At least once a week I am asked whether it is acceptable to look at the policies developed by other organizations and copy them. After all, the logic goes, the privacy, cookies, accessibility, or any other policy topics are all about the same. I find this question surprising, as you would never do this in other areas of your life.
For example, when you need to purchase a new car, do you simply look at your neighbor’s vehicle and hand over the check? Or do you think about your transportation needs: your commute, gas consumption, passengers, gear, driving style, and personal preference for color and style? Based on these variables do you narrow down the list to test drive and then see what works best for you?
If you tend to buy things that others have without regard for budget, need, circumstance, or preference, then you might take the risk and copy another organization’s policies. But otherwise, your policies will likely differ from another organization’s because you will want to custom fit them to your:
- Need for predictable operations and how you control online behavior, in line with your unique culture and norms
- Processes around digital creation and management throughout the lifecycle
- Tolerance level for addressing digital risk (i.e. your insurance, cash reserves, and banked credibility with the public for overcoming a bad situation)
- Technology stack
- Geographical area of operations
Simply copying another organization’s policy will check the box and ensure you have some verbiage in place, but it won’t protect your organization legally in line with your business operating norms.
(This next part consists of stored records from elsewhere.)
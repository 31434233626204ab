//! XRootD aggregations
//!
//! Raw aggregates reduce an xrootd access table to one number; volumes are
//! reported in terabytes. The `reuse_mult_*` post-aggregates are ratios of
//! those numbers and are left as `inf`/`NaN` when the denominator is zero.

use crate::aggs::registry::{AggDefinition, AggRegistry};
use crate::aggs::results::AggResults;
use crate::error::Result;
use crate::source::{
    require_columns, require_numeric, APP_INFO, FILE_NAME, FILE_SIZE, OPERATION, READ_BYTES,
};
use polars::prelude::*;
use tracing::debug;

pub const SOURCE_NAME: &str = "xrootd";

pub const WORKING_SET: &str = "working_set";
pub const TOTAL_NAIVE_READS: &str = "total_naive_reads";
pub const TOTAL_ACTUAL_READS: &str = "total_actual_reads";
pub const NUM_UNIQUE_FILE_ACCESS: &str = "num_unique_file_access";
pub const NUM_UNIQUE_FILES: &str = "num_unique_files";
pub const REUSE_MULT_1: &str = "reuse_mult_1";
pub const REUSE_MULT_2: &str = "reuse_mult_2";
pub const REUSE_MULT_3: &str = "reuse_mult_3";

const BYTES_PER_TB: f64 = 1e12;

/// Rows per partition when `working_set` runs chunked
pub const WORKING_SET_CHUNK_ROWS: usize = 100_000;

pub fn register_xrootd(registry: &mut AggRegistry) -> Result<()> {
    registry.register(AggDefinition::chunked(WORKING_SET, SOURCE_NAME, working_set))?;
    registry.register(AggDefinition::raw(TOTAL_NAIVE_READS, SOURCE_NAME, total_naive_reads))?;
    registry.register(AggDefinition::raw(TOTAL_ACTUAL_READS, SOURCE_NAME, total_actual_reads))?;
    registry.register(AggDefinition::raw(NUM_UNIQUE_FILE_ACCESS, SOURCE_NAME, num_unique_file_access))?;
    registry.register(AggDefinition::raw(NUM_UNIQUE_FILES, SOURCE_NAME, num_unique_files))?;
    registry.register(AggDefinition::post(
        REUSE_MULT_1,
        SOURCE_NAME,
        &[NUM_UNIQUE_FILE_ACCESS, NUM_UNIQUE_FILES],
        reuse_mult_1,
    ))?;
    registry.register(AggDefinition::post(
        REUSE_MULT_2,
        SOURCE_NAME,
        &[TOTAL_NAIVE_READS, WORKING_SET],
        reuse_mult_2,
    ))?;
    registry.register(AggDefinition::post(
        REUSE_MULT_3,
        SOURCE_NAME,
        &[TOTAL_ACTUAL_READS, WORKING_SET],
        reuse_mult_3,
    ))?;
    Ok(())
}

/// Volume of distinct `(file_name, file_size)` pairs touched by reads, in TB.
///
/// With `chunked` the table is reduced partition by partition and the
/// partial results merged; the value is the same either way.
pub fn working_set(df: &DataFrame, chunked: bool) -> Result<f64> {
    if chunked {
        working_set_with_chunk_rows(df, WORKING_SET_CHUNK_ROWS)
    } else {
        require_columns(df, &[OPERATION, FILE_NAME])?;
        require_numeric(df, FILE_SIZE)?;
        sum_distinct_sizes(distinct_read_files(df.clone().lazy()))
    }
}

pub fn working_set_with_chunk_rows(df: &DataFrame, chunk_rows: usize) -> Result<f64> {
    require_columns(df, &[OPERATION, FILE_NAME])?;
    require_numeric(df, FILE_SIZE)?;
    let chunk_rows = chunk_rows.max(1);

    let mut partials = Vec::new();
    let mut offset = 0;
    while offset < df.height() {
        let chunk = df.slice(offset as i64, chunk_rows);
        // Materialise each partial so only its distinct pairs are kept around
        partials.push(distinct_read_files(chunk.lazy()).collect()?.lazy());
        offset += chunk_rows;
    }
    debug!("working_set reduced {} rows in {} chunks", df.height(), partials.len());

    if partials.is_empty() {
        return Ok(0.0);
    }
    let merged = concat(partials, UnionArgs::default())?;
    sum_distinct_sizes(merged)
}

/// Total nominal size of every accessed file, in TB. Not restricted to reads.
pub fn total_naive_reads(df: &DataFrame) -> Result<f64> {
    Ok(sum_column(df, FILE_SIZE)? / BYTES_PER_TB)
}

/// Bytes actually transferred, in TB
pub fn total_actual_reads(df: &DataFrame) -> Result<f64> {
    Ok(sum_column(df, READ_BYTES)? / BYTES_PER_TB)
}

/// Number of distinct `(file_name, app_info)` pairs
pub fn num_unique_file_access(df: &DataFrame) -> Result<f64> {
    require_columns(df, &[FILE_NAME, APP_INFO])?;
    let out = df
        .clone()
        .lazy()
        .filter(col(FILE_NAME).is_not_null())
        .group_by([col(FILE_NAME)])
        .agg([col(APP_INFO).drop_nulls().n_unique().alias("distinct_apps")])
        .select([col("distinct_apps").cast(DataType::Float64).sum()])
        .collect()?;
    first_value(&out, "distinct_apps")
}

pub fn num_unique_files(df: &DataFrame) -> Result<f64> {
    require_columns(df, &[FILE_NAME])?;
    let out = df
        .clone()
        .lazy()
        .select([col(FILE_NAME).drop_nulls().n_unique()])
        .collect()?;
    first_value(&out, FILE_NAME)
}

/// Distinct accessing contexts per unique file
pub fn reuse_mult_1(aggs: &AggResults) -> Result<f64> {
    Ok(aggs.get(NUM_UNIQUE_FILE_ACCESS)? / aggs.get(NUM_UNIQUE_FILES)?)
}

/// Nominal read volume over working set; above 1 means files were re-read
pub fn reuse_mult_2(aggs: &AggResults) -> Result<f64> {
    Ok(aggs.get(TOTAL_NAIVE_READS)? / aggs.get(WORKING_SET)?)
}

/// Transferred volume over working set
pub fn reuse_mult_3(aggs: &AggResults) -> Result<f64> {
    Ok(aggs.get(TOTAL_ACTUAL_READS)? / aggs.get(WORKING_SET)?)
}

fn distinct_read_files(lf: LazyFrame) -> LazyFrame {
    lf.filter(col(OPERATION).eq(lit("read")))
        .select([col(FILE_NAME), col(FILE_SIZE)])
        .unique(None, UniqueKeepStrategy::Any)
}

fn sum_distinct_sizes(pairs: LazyFrame) -> Result<f64> {
    let out = pairs
        .unique(None, UniqueKeepStrategy::Any)
        .select([col(FILE_SIZE).cast(DataType::Float64).sum()])
        .collect()?;
    Ok(first_value(&out, FILE_SIZE)? / BYTES_PER_TB)
}

fn sum_column(df: &DataFrame, column: &str) -> Result<f64> {
    require_numeric(df, column)?;
    let out = df
        .clone()
        .lazy()
        .select([col(column).cast(DataType::Float64).sum()])
        .collect()?;
    first_value(&out, column)
}

fn first_value(df: &DataFrame, column: &str) -> Result<f64> {
    let series = df.column(column)?.cast(&DataType::Float64)?;
    Ok(series.f64()?.get(0).unwrap_or(0.0))
}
Additionally, while subjecting you to copyright infringement risks for copying another organization’s intellectual property, you are unlikely to comprehensively address the specified policy with your unique needs in mind.
While I encourage you to look at the policies others have published to get an understanding of industry trends and standard practices, doing so should only be one source of input to your policymaking process. Stay true to your own needs and objectives in the policy arena and don’t take the copy-paste shortcut. This will allow your organization to feel confident that you have a sound program in place to suit your unique needs and risks that may arise from your online presence.